START Extracted material
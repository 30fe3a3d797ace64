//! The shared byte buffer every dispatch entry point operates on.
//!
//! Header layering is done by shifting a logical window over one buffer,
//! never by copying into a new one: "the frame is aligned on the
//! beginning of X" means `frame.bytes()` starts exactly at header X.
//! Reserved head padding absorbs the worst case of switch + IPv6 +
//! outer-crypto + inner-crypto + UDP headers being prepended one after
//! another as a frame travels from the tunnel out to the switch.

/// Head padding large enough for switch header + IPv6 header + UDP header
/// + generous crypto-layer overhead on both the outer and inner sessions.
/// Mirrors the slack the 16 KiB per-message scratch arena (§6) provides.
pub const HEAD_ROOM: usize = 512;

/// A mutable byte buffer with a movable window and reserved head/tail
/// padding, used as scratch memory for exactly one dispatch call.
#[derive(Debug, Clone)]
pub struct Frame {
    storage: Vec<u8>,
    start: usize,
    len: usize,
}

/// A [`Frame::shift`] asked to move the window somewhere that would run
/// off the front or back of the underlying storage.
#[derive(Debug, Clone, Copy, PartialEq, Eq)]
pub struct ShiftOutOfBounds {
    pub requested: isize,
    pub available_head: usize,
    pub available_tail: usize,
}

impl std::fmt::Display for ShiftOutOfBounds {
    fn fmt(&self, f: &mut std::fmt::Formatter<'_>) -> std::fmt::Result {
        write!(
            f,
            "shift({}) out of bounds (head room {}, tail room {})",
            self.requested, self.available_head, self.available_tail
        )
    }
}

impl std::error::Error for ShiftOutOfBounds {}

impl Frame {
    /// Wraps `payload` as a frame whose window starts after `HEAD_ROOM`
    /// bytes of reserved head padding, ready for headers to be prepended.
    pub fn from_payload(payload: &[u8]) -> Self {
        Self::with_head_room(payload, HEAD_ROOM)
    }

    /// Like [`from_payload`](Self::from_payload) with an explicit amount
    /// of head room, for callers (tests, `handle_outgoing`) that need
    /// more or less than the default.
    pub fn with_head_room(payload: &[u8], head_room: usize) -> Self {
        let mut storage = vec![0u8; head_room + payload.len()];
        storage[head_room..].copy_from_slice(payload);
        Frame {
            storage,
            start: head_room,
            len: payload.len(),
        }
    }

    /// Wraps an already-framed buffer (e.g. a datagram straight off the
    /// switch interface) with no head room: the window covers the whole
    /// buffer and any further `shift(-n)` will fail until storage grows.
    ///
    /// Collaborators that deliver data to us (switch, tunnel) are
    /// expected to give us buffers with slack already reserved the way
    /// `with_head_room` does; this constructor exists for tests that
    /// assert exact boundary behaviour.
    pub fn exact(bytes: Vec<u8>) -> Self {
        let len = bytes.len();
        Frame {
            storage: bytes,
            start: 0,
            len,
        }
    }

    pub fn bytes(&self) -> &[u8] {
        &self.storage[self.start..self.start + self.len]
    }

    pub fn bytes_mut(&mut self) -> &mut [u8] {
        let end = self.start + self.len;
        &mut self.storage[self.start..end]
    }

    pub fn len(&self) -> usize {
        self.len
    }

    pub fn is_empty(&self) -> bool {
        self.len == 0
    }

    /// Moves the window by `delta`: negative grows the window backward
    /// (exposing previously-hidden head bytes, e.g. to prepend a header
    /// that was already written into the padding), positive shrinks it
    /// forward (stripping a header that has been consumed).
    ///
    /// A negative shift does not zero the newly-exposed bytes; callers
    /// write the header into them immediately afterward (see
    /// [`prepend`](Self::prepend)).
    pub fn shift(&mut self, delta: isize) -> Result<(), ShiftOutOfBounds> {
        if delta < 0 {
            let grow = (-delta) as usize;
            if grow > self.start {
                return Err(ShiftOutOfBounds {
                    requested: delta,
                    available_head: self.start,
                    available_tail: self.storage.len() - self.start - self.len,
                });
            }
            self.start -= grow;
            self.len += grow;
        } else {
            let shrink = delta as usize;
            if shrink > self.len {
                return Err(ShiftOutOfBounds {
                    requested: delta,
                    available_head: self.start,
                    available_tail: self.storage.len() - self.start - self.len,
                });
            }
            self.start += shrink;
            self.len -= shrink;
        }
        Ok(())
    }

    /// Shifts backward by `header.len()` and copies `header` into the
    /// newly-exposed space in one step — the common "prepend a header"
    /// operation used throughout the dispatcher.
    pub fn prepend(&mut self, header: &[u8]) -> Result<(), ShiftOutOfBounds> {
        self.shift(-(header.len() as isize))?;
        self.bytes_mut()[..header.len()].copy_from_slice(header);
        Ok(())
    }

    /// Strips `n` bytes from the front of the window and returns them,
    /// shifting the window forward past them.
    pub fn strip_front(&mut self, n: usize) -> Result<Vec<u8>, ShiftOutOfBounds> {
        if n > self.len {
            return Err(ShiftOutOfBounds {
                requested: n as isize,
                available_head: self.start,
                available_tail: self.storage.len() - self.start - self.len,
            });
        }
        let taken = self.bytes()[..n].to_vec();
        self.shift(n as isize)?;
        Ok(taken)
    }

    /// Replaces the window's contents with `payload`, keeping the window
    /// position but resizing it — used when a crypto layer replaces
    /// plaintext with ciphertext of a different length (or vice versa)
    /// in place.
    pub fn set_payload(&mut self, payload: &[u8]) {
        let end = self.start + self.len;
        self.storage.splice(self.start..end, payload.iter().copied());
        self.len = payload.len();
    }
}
END Extracted material
Copy exactly the line containing "keeping the window" and each line after it through the end of the records above.

    /// Replaces the window's contents with `payload`, keeping the window
    /// position but resizing it — used when a crypto layer replaces
    /// plaintext with ciphertext of a different length (or vice versa)
    /// in place.
    pub fn set_payload(&mut self, payload: &[u8]) {
        let end = self.start + self.len;
        self.storage.splice(self.start..end, payload.iter().copied());
        self.len = payload.len();
    }
}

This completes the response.